» **Assignment**: In the data below, give the number of lines that contain the word "IdentityResolver". Nothing else is needed.

Saved entries
▼

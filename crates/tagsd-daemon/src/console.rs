//! Console collaborators: a chat transport that speaks JSON-RPC notifications, and a
//! two-tier identity lookup (recently seen members, then the roster file).

use std::collections::HashMap;
use std::fs;
use std::path::{Path, PathBuf};
use std::sync::RwLock;
use std::time::{Duration, SystemTime};

use serde::Deserialize;
use serde_json::json;
use tagsd_core::{ChatTransport, IdentityResolver, MessageRef, Result, RoleRef, TagsError};
use tagsd_rpc::Outbound;
use tokio::time::Instant;
use tracing::{debug, info};

/// Prompts, reactions and role deletions become notifications to the client
pub struct ConsoleTransport {
    outbound: Outbound,
}

impl ConsoleTransport {
    pub fn new(outbound: Outbound) -> Self {
        Self { outbound }
    }

    fn emit(&self, method: &str, params: serde_json::Value) -> Result<()> {
        if self.outbound.notify(method, params) {
            Ok(())
        } else {
            Err(TagsError::Transport("client disconnected".to_string()))
        }
    }
}

#[async_trait::async_trait]
impl ChatTransport for ConsoleTransport {
    async fn send_prompt(&self, channel_id: &str, text: &str) -> Result<MessageRef> {
        let message = MessageRef {
            channel_id: channel_id.to_string(),
            message_id: uuid::Uuid::new_v4().to_string(),
        };
        self.emit(
            "notifications/prompt",
            json!({
                "channelId": message.channel_id,
                "messageId": message.message_id,
                "text": text,
            }),
        )?;
        Ok(message)
    }

    async fn add_reaction(&self, message: &MessageRef, emoji: &str) -> Result<()> {
        self.emit(
            "notifications/reaction_added",
            json!({ "messageId": message.message_id, "emoji": emoji }),
        )
    }

    async fn remove_all_reactions(&self, message: &MessageRef) -> Result<()> {
        self.emit(
            "notifications/reactions_cleared",
            json!({ "messageId": message.message_id }),
        )
    }

    async fn delete_role(&self, role: &RoleRef) -> Result<()> {
        self.emit(
            "notifications/role_deleted",
            json!({ "roleId": role.id, "name": role.name }),
        )
    }
}

/// Names of recently active members. Entries expire so that members who leave are
/// eventually looked up in the roster again.
pub struct MemberCache {
    ttl: Duration,
    entries: RwLock<HashMap<String, (String, Instant)>>,
}

impl MemberCache {
    pub fn new(ttl: Duration) -> Self {
        Self {
            ttl,
            entries: RwLock::new(HashMap::new()),
        }
    }

    pub fn remember(&self, owner_id: &str, name: &str) {
        self.entries
            .write()
            .unwrap_or_else(|e| e.into_inner())
            .insert(owner_id.to_string(), (name.to_string(), Instant::now()));
    }

    fn lookup(&self, owner_id: &str) -> Option<String> {
        let entries = self.entries.read().unwrap_or_else(|e| e.into_inner());
        entries
            .get(owner_id)
            .filter(|(_, seen)| seen.elapsed() < self.ttl)
            .map(|(name, _)| name.clone())
    }
}

#[async_trait::async_trait]
impl IdentityResolver for MemberCache {
    async fn resolve(&self, owner_id: &str) -> Result<Option<String>> {
        Ok(self.lookup(owner_id))
    }
}

#[derive(Debug, Default, Deserialize)]
struct RosterFile {
    /// user id → username
    #[serde(default)]
    members: HashMap<String, String>,
}

struct Roster {
    modified: Option<SystemTime>,
    members: HashMap<String, String>,
}

/// Authoritative member list, read from a YAML file and re-read when it changes.
///
/// A missing or unreadable roster is a lookup failure, never "member gone".
pub struct RosterResolver {
    path: PathBuf,
    roster: RwLock<Option<Roster>>,
}

impl RosterResolver {
    pub fn new<P: AsRef<Path>>(path: P) -> Self {
        Self {
            path: path.as_ref().to_path_buf(),
            roster: RwLock::new(None),
        }
    }

    fn refresh(&self) -> Result<()> {
        let metadata = fs::metadata(&self.path).map_err(|e| {
            TagsError::Identity(format!("roster {}: {}", self.path.display(), e))
        })?;
        let modified = metadata.modified().ok();

        {
            let roster = self.roster.read().unwrap_or_else(|e| e.into_inner());
            if let Some(current) = roster.as_ref() {
                if modified.is_some() && current.modified == modified {
                    return Ok(());
                }
            }
        }

        let content = fs::read_to_string(&self.path).map_err(|e| {
            TagsError::Identity(format!("roster {}: {}", self.path.display(), e))
        })?;
        let file: RosterFile = serde_yaml::from_str(&content)
            .map_err(|e| TagsError::Identity(format!("roster parse error: {}", e)))?;
        info!(path = ?self.path, members = file.members.len(), "Roster loaded");

        *self.roster.write().unwrap_or_else(|e| e.into_inner()) = Some(Roster {
            modified,
            members: file.members,
        });
        Ok(())
    }

    fn with_roster<T>(&self, f: impl FnOnce(&Roster) -> T) -> Result<T> {
        self.refresh()?;
        let roster = self.roster.read().unwrap_or_else(|e| e.into_inner());
        roster
            .as_ref()
            .map(f)
            .ok_or_else(|| TagsError::Identity("roster not loaded".to_string()))
    }

    /// Find a member by username, ignoring case. Returns (id, username).
    pub fn find_by_name(&self, username: &str) -> Result<Option<(String, String)>> {
        let wanted = username.trim().to_lowercase();
        self.with_roster(|roster| {
            roster
                .members
                .iter()
                .find(|(_, name)| name.to_lowercase() == wanted)
                .map(|(id, name)| (id.clone(), name.clone()))
        })
    }
}

#[async_trait::async_trait]
impl IdentityResolver for RosterResolver {
    async fn resolve(&self, owner_id: &str) -> Result<Option<String>> {
        let name = self.with_roster(|roster| roster.members.get(owner_id).cloned())?;
        debug!(owner_id, found = name.is_some(), "Roster lookup");
        Ok(name)
    }
}
//! In-memory collaborators for unit tests

use std::collections::{HashMap, HashSet};
use std::sync::atomic::{AtomicBool, AtomicU64, AtomicUsize, Ordering};
use std::sync::Mutex;

use crate::collab::{ChatTransport, IdentityResolver};
use crate::core::ReactionBus;
use crate::error::{Result, TagsError};
use crate::types::{MessageRef, RoleRef};

/// Yield until someone is listening on the bus
pub async fn wait_for_listener(bus: &ReactionBus) {
    for _ in 0..10_000 {
        if bus.listener_count() > 0 {
            return;
        }
        tokio::task::yield_now().await;
    }
    panic!("no reaction listener registered");
}

#[derive(Default)]
pub struct FakeTransport {
    prompts: Mutex<Vec<(MessageRef, String)>>,
    reactions: Mutex<Vec<(String, String)>>,
    cleared: Mutex<Vec<String>>,
    deleted_roles: Mutex<Vec<String>>,
    next_id: AtomicU64,
    pub fail_reactions: AtomicBool,
    pub fail_cleanup: AtomicBool,
    pub fail_role_delete: AtomicBool,
}

impl FakeTransport {
    pub fn prompt_count(&self) -> usize {
        self.prompts.lock().unwrap().len()
    }

    pub fn last_prompt(&self) -> Option<MessageRef> {
        self.prompts.lock().unwrap().last().map(|(m, _)| m.clone())
    }

    pub fn last_prompt_text(&self) -> Option<String> {
        self.prompts.lock().unwrap().last().map(|(_, t)| t.clone())
    }

    pub fn reactions_on(&self, message_id: &str) -> Vec<String> {
        self.reactions
            .lock()
            .unwrap()
            .iter()
            .filter(|(m, _)| m == message_id)
            .map(|(_, e)| e.clone())
            .collect()
    }

    pub fn cleared(&self) -> Vec<String> {
        self.cleared.lock().unwrap().clone()
    }

    pub fn deleted_roles(&self) -> Vec<String> {
        self.deleted_roles.lock().unwrap().clone()
    }

    /// Yield until `n` background reaction cleanups have been attempted
    pub async fn wait_for_cleared(&self, n: usize) {
        for _ in 0..10_000 {
            if self.cleared.lock().unwrap().len() >= n {
                return;
            }
            tokio::task::yield_now().await;
        }
        panic!("reaction cleanup never ran");
    }
}

#[async_trait::async_trait]
impl ChatTransport for FakeTransport {
    async fn send_prompt(&self, channel_id: &str, text: &str) -> Result<MessageRef> {
        let id = self.next_id.fetch_add(1, Ordering::SeqCst);
        let message = MessageRef {
            channel_id: channel_id.to_string(),
            message_id: format!("msg-{}", id),
        };
        self.prompts
            .lock()
            .unwrap()
            .push((message.clone(), text.to_string()));
        Ok(message)
    }

    async fn add_reaction(&self, message: &MessageRef, emoji: &str) -> Result<()> {
        if self.fail_reactions.load(Ordering::SeqCst) {
            return Err(TagsError::Transport("missing permissions".into()));
        }
        self.reactions
            .lock()
            .unwrap()
            .push((message.message_id.clone(), emoji.to_string()));
        Ok(())
    }

    async fn remove_all_reactions(&self, message: &MessageRef) -> Result<()> {
        self.cleared.lock().unwrap().push(message.message_id.clone());
        if self.fail_cleanup.load(Ordering::SeqCst) {
            return Err(TagsError::Transport("message deleted".into()));
        }
        Ok(())
    }

    async fn delete_role(&self, role: &RoleRef) -> Result<()> {
        self.deleted_roles.lock().unwrap().push(role.id.clone());
        if self.fail_role_delete.load(Ordering::SeqCst) {
            return Err(TagsError::Transport("unknown role".into()));
        }
        Ok(())
    }
}

/// Resolver backed by a mutable map. Ids in `failing` return a lookup error.
#[derive(Default)]
pub struct FakeResolver {
    names: Mutex<HashMap<String, String>>,
    failing: Mutex<HashSet<String>>,
    calls: AtomicUsize,
}

impl FakeResolver {
    pub fn with(names: &[(&str, &str)]) -> Self {
        let resolver = Self::default();
        for (id, name) in names {
            resolver.set(id, name);
        }
        resolver
    }

    pub fn set(&self, owner_id: &str, name: &str) {
        self.names
            .lock()
            .unwrap()
            .insert(owner_id.to_string(), name.to_string());
    }

    pub fn fail(&self, owner_id: &str) {
        self.failing.lock().unwrap().insert(owner_id.to_string());
    }

    pub fn calls(&self) -> usize {
        self.calls.load(Ordering::SeqCst)
    }
}

#[async_trait::async_trait]
impl IdentityResolver for FakeResolver {
    async fn resolve(&self, owner_id: &str) -> Result<Option<String>> {
        self.calls.fetch_add(1, Ordering::SeqCst);
        if self.failing.lock().unwrap().contains(owner_id) {
            return Err(TagsError::Identity(format!("gateway timeout for {}", owner_id)));
        }
        Ok(self.names.lock().unwrap().get(owner_id).cloned())
    }
}
use anyhow::{bail, Result};
use elina_core::{
    bulk_import::{BulkImport, ImportFile, TEMPLATE_CSV},
    confirmation::ConfirmationWorkflow,
    display::{
        Allocations, CreateResult, DailySummaries, DeleteResult, MasterCodes, OperationStatus,
        Projects, ResourceOptions, Rules, Tasks, Timeline, UpdateResult, WbsTree,
    },
    error::ACCESS_DENIED_MESSAGE,
    grid::{CellEdit, DayWiseGrid, SubmitOutcome},
    models::{
        BusinessRule, BusinessRuleViolation, CostPreview, MasterCode, Project,
        ResourceAllocation, Task, Wbs,
    },
    params::{CreatePlan, Id, ListRules, Login, TaskSummary},
    plan_lifecycle::PlanVersions,
    staged::CommitOutcome,
    violation::ViolationDisplay,
    Console, ConsoleError, GlobalViolationListener,
};
use log::{debug, info};

use crate::{
    args::{
        cost_query, resource_search, AllocCommands, Commands, ConfirmCommands, GridCommands,
        MasterDataCommands, PlanCommands, ProjectCommands, RuleCommands, TaskCommands,
    },
    renderer::TerminalRenderer,
};

pub struct Cli {
    console: Console,
    renderer: TerminalRenderer,
    listener: GlobalViolationListener,
}
//! Data models exchanged with the project-management backend.
//!
//! Every model deserializes from the backend's camelCase JSON and implements
//! [`std::fmt::Display`] as markdown, so the same value can be printed by the
//! CLI or embedded in a larger report. Collection and view-level formatting
//! lives in [`crate::display`].
//!
//! The backend is authoritative for every value here. Derived values that the
//! client shows (variance, cost previews) are computed from the fetched
//! fields on demand and never written back.

use serde::{Deserialize, Deserializer};

pub mod confirmation;
pub mod day_wise;
pub mod master_code;
pub mod plan;
pub mod project;
pub mod resource;
pub mod rules;
pub mod session;
pub mod violation;

#[cfg(test)]
mod tests;

pub use confirmation::{Confirmation, ConfirmationRequest, ConfirmationSummary};
pub use day_wise::{
    DailySummary, DayWiseBatch, DayWiseEntry, DayWiseUpdateRow, RowStatus, TaskUpdate,
    TaskUpdateDraft, VarianceKind,
};
pub use master_code::{BulkUploadResult, BulkUploadRow, ImportAction, MasterCode, MasterCodeDraft};
pub use plan::{
    ComparisonLine, ComparisonStatus, ComparisonSummary, CreationMode, DailyLine, DateRangeSplit,
    PlanCreation, PlanLine, PlanVersion, SplitType, VersionComparison,
};
pub use project::{Project, ProjectDraft, Task, TaskDraft, Wbs, WbsDraft};
pub use resource::{
    AllocationRequest, CostBreakdown, CostPreview, CostSummary, ResourceAllocation, ResourceKind,
    ResourceOption, TimelineItem,
};
pub use rules::{BusinessRule, BusinessRuleDraft, RuleCheck, RuleContext, PLAN_DATE_RULE};
pub use session::{LoginResponse, Session, TenantInfo, UserProfile};
pub use violation::{BusinessRuleViolation, ClientRule, RuleRef};

/// Deserializes a nullable JSON value, substituting the type's default for
/// `null`.
pub(crate) fn null_as_default<'de, D, T>(deserializer: D) -> Result<T, D::Error>
where
    D: Deserializer<'de>,
    T: Default + Deserialize<'de>,
{
    Ok(Option::<T>::deserialize(deserializer)?.unwrap_or_default())
}

/// Deserializes a nullable boolean that defaults to `true`.
pub(crate) fn null_as_true<'de, D>(deserializer: D) -> Result<bool, D::Error>
where
    D: Deserializer<'de>,
{
    Ok(Option::<bool>::deserialize(deserializer)?.unwrap_or(true))
}

pub(crate) fn default_true() -> bool {
    true
}
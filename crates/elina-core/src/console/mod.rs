//! High-level console API over the project-management backend.
//!
//! [`Console`] is the single entry point interfaces talk to. Each group of
//! operations lives in its own submodule as an `impl Console` block:
//!
//! ```text
//! ┌─────────────────┐    ┌─────────────────┐    ┌─────────────────┐
//! │  *_ops modules  │    │    ApiClient    │    │   HttpBackend   │
//! │ (auth, plans,   │───▶│ (session, 401,  │───▶│                 │
//! │  confirmations) │    │  violations)    │    │                 │
//! └─────────────────┘    └─────────────────┘    └─────────────────┘
//!    Local checks          Cross-cutting          Wire
//! ```
//!
//! Stateful views (the day-wise grid, plan versions, the confirmation
//! workflow, bulk import) are built on top of these operations in their own
//! modules and borrow the console for each step.
//!
//! ```rust,no_run
//! use elina_core::{params::Login, ConsoleBuilder};
//!
//! # async fn example() -> elina_core::Result<()> {
//! let console = ConsoleBuilder::new()
//!     .with_base_url(Some("http://localhost:8080"))
//!     .build()
//!     .await?;
//!
//! console
//!     .login(&Login {
//!         tenant_code: "ACME".to_string(),
//!         email: "site@acme.test".to_string(),
//!         password: "secret".to_string(),
//!     })
//!     .await?;
//! let projects = console.list_projects(&Default::default()).await?;
//! # Ok(())
//! # }
//! ```

use jiff::civil::Date;

use crate::{session::SessionStore, transport::ApiClient, violation::ViolationChannel};

pub mod builder;

mod auth_ops;
mod confirmation_ops;
mod master_data_ops;
mod plan_ops;
mod project_ops;
mod resource_ops;
mod rule_ops;
mod task_update_ops;

pub use builder::ConsoleBuilder;
pub use confirmation_ops::{PERMISSION_CONFIRM, PERMISSION_UNDO_CONFIRMATION};

/// Main console interface.
#[derive(Debug, Clone)]
pub struct Console {
    pub(crate) client: ApiClient,
    today: Option<Date>,
}

impl Console {
    pub(crate) fn new(client: ApiClient, today: Option<Date>) -> Self {
        Self { client, today }
    }

    /// Calendar date used for lock and preview decisions. Fixed when the
    /// builder was given one, otherwise the local date.
    pub fn today(&self) -> Date {
        self.today
            .unwrap_or_else(|| jiff::Zoned::now().date())
    }

    pub fn session_store(&self) -> &SessionStore {
        self.client.session()
    }

    /// Channel every backend rule violation is published on.
    pub fn violations(&self) -> &ViolationChannel {
        self.client.violations()
    }
}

▲

» **Solution to this task**: 5